- _Activity_: Every line below that has "never" in it should be copied.

- _Stored items_:
Content starts

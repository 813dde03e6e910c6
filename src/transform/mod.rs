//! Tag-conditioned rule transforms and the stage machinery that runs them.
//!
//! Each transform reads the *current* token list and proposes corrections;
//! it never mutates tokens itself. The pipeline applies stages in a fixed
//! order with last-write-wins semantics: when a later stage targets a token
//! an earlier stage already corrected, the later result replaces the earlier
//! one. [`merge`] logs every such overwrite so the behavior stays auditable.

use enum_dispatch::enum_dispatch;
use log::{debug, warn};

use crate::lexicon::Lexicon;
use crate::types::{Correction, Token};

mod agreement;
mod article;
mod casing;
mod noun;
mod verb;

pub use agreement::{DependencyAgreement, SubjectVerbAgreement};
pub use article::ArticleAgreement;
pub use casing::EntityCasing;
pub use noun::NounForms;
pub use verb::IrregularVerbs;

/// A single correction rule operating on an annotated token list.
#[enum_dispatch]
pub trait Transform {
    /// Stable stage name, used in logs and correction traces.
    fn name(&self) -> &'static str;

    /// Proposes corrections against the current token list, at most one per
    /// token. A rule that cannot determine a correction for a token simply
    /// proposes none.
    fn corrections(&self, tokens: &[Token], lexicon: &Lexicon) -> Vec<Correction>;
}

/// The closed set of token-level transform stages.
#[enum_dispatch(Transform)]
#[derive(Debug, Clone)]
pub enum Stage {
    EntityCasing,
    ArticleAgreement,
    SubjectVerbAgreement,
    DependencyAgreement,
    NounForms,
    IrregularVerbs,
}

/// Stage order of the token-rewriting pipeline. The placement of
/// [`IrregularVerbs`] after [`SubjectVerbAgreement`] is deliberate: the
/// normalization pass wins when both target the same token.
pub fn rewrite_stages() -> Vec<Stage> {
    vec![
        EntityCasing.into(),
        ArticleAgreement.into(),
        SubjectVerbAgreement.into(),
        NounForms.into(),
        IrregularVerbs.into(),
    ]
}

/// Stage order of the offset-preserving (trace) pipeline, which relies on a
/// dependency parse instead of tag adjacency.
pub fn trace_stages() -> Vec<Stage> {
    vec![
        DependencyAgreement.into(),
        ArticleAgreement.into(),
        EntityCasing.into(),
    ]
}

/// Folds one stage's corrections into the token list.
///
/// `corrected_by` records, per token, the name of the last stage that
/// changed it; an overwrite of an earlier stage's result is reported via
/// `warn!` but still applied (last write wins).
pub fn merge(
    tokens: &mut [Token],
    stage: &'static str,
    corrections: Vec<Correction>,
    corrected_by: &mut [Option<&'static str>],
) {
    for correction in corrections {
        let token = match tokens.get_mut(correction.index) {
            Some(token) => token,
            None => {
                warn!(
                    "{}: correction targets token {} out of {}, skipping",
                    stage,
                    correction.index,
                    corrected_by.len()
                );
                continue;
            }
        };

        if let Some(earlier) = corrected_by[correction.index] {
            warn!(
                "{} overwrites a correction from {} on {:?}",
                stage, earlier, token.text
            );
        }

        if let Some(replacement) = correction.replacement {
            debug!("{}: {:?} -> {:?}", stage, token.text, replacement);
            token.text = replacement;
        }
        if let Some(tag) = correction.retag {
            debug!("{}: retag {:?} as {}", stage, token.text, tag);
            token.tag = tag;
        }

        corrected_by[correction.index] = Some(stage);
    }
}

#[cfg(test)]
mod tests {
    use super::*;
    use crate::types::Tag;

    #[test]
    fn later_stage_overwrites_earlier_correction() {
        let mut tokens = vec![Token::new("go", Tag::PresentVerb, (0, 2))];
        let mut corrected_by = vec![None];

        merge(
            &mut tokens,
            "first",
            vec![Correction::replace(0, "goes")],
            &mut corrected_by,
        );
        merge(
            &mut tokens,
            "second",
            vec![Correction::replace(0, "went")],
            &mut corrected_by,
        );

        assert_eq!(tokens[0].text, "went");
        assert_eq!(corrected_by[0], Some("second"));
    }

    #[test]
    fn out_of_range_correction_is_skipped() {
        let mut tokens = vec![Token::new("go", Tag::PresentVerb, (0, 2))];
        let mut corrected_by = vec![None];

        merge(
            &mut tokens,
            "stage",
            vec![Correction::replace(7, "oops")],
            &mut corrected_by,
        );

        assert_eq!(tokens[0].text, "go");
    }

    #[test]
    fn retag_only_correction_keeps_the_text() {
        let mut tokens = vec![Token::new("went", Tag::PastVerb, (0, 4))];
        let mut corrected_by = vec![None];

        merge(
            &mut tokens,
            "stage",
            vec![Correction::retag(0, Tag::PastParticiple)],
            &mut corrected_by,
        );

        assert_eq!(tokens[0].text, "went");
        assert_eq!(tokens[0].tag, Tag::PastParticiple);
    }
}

Content ends
Content starts

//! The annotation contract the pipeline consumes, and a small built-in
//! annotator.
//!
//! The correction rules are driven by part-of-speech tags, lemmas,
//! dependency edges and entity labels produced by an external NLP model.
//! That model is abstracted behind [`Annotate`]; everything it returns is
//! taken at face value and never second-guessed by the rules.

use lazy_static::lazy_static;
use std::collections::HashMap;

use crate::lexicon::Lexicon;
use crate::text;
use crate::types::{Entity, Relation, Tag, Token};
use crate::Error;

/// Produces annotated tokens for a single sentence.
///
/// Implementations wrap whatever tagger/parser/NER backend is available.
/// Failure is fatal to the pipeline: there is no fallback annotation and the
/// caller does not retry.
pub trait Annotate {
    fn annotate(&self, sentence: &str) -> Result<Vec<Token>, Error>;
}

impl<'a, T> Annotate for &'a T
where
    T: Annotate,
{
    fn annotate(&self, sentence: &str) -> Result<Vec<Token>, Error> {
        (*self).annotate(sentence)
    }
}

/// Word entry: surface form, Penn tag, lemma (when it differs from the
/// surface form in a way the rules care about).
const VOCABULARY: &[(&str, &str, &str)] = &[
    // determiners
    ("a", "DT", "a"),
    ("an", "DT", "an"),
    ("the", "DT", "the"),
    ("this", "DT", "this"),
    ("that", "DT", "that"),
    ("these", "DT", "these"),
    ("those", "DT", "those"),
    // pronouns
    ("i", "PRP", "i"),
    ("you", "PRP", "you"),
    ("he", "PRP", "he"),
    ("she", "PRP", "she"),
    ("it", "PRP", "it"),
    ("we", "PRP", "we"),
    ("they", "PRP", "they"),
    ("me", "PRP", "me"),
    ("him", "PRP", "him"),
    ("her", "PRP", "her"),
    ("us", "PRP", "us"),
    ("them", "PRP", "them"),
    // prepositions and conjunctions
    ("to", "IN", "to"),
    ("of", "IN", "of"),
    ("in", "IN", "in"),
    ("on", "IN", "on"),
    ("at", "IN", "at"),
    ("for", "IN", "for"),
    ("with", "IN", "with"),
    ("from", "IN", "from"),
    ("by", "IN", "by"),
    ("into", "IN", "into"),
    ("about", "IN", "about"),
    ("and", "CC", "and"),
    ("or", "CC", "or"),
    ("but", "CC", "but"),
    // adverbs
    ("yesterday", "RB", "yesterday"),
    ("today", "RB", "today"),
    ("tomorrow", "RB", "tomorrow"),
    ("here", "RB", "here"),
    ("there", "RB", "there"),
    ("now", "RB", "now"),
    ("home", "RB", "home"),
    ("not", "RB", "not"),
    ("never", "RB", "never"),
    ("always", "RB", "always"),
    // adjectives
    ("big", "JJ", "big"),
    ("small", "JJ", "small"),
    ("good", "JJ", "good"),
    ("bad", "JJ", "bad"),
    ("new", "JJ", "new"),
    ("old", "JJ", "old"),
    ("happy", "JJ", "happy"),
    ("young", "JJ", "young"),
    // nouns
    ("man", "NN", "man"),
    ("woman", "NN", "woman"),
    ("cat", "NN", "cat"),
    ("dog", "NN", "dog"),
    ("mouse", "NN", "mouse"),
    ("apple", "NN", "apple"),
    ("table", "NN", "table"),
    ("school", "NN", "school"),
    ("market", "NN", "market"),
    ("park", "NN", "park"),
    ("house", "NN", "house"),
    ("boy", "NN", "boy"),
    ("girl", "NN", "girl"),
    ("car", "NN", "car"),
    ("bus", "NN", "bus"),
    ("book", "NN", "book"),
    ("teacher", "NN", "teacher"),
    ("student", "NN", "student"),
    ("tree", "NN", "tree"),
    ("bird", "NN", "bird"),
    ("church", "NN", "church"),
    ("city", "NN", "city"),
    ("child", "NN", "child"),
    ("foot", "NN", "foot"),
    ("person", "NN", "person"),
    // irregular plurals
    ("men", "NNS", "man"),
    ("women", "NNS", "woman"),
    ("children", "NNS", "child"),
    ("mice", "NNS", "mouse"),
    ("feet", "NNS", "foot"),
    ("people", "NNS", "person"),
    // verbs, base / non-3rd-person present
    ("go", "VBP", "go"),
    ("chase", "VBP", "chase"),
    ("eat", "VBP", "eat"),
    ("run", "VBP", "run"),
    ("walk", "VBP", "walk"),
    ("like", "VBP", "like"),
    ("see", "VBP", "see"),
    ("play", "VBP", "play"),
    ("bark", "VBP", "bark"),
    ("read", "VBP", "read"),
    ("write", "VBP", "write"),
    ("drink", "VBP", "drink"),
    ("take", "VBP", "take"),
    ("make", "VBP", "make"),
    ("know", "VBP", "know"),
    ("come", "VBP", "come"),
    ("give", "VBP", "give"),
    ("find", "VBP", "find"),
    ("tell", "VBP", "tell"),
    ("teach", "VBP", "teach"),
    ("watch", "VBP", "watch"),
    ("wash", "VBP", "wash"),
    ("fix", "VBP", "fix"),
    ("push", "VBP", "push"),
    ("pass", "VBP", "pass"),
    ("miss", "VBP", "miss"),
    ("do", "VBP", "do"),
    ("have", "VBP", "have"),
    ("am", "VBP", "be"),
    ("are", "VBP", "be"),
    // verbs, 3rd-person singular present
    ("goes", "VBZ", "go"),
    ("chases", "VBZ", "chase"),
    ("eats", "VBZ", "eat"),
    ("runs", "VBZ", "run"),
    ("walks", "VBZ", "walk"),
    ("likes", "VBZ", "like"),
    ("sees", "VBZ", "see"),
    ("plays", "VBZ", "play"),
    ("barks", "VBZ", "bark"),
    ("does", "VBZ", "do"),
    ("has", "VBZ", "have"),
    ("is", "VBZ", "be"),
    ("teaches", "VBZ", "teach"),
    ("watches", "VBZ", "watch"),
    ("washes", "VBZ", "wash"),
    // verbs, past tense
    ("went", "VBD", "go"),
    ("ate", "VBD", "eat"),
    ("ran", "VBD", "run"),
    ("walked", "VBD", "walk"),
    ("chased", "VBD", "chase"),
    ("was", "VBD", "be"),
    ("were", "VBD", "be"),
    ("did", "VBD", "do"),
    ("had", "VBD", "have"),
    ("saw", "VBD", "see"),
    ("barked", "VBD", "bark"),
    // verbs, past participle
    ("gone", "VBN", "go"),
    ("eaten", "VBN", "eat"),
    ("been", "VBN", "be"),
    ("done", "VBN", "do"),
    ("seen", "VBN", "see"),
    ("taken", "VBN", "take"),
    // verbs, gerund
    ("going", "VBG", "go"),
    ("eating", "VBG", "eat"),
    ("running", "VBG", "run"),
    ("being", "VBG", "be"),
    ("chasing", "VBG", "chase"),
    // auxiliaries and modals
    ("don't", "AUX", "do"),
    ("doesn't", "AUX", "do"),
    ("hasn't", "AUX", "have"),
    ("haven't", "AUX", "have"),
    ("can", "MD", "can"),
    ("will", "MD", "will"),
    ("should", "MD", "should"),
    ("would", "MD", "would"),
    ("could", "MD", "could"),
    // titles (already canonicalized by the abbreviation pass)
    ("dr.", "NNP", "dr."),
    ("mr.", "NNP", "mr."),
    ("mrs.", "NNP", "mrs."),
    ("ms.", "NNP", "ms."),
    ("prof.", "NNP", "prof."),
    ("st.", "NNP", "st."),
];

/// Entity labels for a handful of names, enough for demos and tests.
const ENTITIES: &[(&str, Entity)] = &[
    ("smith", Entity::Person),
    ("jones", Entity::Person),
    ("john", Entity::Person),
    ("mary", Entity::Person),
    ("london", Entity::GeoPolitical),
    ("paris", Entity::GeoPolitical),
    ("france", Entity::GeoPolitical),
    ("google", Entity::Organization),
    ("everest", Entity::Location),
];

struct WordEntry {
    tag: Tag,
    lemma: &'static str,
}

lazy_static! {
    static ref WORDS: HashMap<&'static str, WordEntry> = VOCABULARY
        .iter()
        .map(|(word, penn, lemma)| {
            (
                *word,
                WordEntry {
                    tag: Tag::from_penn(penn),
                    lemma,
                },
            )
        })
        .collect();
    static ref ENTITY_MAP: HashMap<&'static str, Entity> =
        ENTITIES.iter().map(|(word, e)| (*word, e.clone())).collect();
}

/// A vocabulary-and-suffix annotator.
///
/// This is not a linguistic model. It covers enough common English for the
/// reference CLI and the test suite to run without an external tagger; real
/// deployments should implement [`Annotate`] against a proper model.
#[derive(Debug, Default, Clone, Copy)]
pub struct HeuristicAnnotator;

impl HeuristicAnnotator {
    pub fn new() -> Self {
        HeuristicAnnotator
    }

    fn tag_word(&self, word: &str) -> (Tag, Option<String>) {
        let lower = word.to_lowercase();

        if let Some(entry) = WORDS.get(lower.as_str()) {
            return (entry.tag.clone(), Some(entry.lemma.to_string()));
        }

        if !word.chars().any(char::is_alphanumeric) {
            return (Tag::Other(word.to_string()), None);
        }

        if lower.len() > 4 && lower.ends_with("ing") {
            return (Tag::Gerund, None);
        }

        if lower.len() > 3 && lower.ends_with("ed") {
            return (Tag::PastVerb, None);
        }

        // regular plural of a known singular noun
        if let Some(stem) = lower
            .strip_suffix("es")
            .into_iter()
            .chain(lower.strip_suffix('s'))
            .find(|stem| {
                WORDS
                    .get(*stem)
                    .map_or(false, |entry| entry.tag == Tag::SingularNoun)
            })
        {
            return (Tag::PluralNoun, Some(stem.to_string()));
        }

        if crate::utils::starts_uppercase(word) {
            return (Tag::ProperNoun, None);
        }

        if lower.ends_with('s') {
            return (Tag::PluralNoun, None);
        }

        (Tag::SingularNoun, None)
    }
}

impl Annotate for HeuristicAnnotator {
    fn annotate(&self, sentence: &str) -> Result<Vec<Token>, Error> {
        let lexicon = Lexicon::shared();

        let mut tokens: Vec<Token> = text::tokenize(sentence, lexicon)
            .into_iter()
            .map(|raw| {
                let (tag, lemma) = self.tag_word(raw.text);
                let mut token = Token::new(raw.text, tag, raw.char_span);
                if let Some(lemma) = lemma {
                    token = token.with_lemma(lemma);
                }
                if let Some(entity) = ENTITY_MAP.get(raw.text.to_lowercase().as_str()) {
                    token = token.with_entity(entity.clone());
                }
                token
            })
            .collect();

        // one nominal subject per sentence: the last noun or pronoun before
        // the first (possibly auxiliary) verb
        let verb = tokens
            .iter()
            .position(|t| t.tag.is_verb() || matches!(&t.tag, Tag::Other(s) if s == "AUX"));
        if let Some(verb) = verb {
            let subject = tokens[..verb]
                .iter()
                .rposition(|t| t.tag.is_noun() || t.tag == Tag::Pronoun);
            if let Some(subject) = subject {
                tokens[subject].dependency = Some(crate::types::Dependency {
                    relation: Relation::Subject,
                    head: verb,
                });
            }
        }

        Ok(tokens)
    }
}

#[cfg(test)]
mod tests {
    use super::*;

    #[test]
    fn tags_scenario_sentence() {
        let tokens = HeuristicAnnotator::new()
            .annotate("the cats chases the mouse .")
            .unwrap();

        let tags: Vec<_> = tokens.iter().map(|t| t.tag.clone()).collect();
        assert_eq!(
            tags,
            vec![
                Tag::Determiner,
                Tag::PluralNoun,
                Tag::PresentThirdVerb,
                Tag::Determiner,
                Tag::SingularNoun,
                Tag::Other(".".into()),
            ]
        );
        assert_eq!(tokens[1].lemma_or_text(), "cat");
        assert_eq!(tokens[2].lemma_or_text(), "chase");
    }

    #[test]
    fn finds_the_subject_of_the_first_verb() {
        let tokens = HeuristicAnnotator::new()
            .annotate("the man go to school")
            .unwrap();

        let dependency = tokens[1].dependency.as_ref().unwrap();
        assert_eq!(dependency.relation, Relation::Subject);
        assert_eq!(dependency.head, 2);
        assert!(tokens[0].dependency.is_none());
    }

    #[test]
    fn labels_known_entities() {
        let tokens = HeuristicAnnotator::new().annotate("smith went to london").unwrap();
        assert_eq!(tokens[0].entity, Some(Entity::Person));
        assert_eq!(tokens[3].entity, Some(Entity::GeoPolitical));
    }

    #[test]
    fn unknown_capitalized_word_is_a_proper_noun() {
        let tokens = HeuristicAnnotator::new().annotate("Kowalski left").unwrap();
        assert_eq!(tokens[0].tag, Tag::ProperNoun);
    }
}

Content ends
Content starts

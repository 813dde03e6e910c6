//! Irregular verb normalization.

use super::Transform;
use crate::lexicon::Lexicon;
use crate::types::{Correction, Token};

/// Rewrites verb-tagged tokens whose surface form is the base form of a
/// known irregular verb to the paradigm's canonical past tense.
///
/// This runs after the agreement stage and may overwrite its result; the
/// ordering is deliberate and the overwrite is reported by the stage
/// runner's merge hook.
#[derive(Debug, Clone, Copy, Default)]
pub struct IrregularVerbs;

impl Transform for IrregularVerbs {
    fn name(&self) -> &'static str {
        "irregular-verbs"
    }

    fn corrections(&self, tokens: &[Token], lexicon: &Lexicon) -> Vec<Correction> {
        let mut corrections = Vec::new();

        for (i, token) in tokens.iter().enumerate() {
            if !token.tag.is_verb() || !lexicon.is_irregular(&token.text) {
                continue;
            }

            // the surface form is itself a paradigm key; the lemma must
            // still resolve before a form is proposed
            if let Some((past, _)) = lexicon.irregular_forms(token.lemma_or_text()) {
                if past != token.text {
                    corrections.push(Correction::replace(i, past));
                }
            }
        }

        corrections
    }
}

Content ends

- _Answer to the problem_:
//! it never mutates tokens itself. The pipeline applies stages in a fixed
//! taken at face value and never second-guessed by the rules.
    ("never", "RB", "never"),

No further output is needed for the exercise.